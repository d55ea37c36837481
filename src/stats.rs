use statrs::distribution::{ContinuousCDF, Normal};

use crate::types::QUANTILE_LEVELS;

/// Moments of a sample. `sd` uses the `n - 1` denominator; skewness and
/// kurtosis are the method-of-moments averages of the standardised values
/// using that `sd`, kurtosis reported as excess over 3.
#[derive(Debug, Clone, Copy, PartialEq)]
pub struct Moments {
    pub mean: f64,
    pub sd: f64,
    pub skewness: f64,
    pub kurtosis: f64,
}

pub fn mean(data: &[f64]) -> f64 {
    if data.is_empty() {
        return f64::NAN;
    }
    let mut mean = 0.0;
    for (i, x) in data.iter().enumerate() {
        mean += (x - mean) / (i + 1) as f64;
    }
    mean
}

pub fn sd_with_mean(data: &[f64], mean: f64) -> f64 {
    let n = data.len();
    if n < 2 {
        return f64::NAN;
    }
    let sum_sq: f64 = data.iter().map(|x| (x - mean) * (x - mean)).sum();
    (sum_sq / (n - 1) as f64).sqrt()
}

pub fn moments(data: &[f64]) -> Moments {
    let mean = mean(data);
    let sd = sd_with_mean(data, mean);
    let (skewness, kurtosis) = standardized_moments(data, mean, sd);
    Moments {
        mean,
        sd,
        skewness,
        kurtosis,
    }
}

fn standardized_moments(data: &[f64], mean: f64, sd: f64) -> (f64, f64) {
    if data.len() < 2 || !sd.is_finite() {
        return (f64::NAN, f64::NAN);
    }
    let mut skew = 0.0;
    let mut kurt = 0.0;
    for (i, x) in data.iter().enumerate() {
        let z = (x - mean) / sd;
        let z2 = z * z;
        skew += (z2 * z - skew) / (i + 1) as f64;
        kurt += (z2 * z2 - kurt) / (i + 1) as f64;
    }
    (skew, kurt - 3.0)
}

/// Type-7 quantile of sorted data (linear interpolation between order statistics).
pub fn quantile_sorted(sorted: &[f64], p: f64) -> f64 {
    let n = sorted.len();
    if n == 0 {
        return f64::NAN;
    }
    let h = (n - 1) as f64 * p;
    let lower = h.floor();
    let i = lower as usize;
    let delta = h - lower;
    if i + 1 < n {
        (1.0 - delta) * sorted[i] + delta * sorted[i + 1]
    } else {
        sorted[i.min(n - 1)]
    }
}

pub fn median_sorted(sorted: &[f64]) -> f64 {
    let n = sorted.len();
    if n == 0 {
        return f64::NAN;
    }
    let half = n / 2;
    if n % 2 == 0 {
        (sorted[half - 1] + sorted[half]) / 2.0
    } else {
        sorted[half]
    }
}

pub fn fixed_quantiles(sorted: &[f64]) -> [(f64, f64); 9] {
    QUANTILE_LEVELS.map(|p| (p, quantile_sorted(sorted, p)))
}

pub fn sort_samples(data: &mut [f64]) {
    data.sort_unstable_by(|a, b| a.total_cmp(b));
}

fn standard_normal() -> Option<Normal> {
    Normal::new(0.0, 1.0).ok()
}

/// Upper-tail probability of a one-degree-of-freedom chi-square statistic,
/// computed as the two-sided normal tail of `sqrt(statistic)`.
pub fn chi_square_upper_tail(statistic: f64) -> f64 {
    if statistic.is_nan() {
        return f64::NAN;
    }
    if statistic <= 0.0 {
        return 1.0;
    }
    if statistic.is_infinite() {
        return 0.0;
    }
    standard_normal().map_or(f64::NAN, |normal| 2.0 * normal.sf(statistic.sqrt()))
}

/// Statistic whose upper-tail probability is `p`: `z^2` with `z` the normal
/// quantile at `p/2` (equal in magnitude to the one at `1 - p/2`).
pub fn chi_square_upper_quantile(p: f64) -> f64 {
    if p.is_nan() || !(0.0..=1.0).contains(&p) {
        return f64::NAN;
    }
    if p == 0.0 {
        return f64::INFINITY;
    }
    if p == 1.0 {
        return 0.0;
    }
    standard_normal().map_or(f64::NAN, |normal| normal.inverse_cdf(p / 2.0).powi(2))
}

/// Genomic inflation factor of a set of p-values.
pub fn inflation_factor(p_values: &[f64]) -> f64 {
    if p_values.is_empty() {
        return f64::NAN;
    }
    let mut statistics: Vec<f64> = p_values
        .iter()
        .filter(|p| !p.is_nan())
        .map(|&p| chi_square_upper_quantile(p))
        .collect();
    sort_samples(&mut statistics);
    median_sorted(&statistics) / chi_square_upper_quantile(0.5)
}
* * *
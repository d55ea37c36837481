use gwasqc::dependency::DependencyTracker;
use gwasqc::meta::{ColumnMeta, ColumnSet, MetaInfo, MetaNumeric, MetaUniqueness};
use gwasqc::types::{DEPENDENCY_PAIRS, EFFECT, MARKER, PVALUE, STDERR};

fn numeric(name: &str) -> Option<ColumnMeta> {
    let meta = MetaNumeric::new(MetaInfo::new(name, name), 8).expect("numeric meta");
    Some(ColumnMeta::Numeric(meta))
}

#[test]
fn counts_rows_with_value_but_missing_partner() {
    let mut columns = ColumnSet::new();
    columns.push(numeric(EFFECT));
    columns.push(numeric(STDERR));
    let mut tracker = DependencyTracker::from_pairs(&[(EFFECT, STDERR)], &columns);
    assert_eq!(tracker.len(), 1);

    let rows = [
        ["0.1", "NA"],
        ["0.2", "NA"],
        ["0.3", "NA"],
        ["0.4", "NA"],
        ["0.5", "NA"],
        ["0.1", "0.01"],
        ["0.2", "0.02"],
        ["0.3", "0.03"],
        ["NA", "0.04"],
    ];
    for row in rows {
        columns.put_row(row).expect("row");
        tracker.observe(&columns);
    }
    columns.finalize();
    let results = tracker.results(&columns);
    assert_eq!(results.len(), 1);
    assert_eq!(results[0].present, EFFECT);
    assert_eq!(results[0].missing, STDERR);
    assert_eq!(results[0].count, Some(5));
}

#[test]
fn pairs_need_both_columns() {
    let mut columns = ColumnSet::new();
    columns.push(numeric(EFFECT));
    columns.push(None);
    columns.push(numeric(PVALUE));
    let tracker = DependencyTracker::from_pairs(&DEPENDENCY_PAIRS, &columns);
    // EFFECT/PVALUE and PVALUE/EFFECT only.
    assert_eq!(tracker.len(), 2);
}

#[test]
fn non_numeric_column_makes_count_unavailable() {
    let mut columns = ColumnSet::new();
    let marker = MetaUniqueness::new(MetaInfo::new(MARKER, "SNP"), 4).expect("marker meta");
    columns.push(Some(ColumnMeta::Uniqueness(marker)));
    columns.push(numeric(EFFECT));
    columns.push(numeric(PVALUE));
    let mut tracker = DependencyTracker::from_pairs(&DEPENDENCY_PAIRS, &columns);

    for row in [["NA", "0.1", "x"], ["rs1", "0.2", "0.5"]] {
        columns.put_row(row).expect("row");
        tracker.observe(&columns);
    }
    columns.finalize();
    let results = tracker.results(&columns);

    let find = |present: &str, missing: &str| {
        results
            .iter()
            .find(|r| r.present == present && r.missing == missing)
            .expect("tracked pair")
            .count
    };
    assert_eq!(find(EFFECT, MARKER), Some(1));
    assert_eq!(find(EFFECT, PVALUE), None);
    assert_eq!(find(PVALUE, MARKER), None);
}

### WORK ORDER
All lines with the word "present" must be located in the data and copied.

### PROBLEM SOLUTION
    assert_eq!(results[0].present, EFFECT);
    let find = |present: &str, missing: &str| {
            .find(|r| r.present == present && r.missing == missing)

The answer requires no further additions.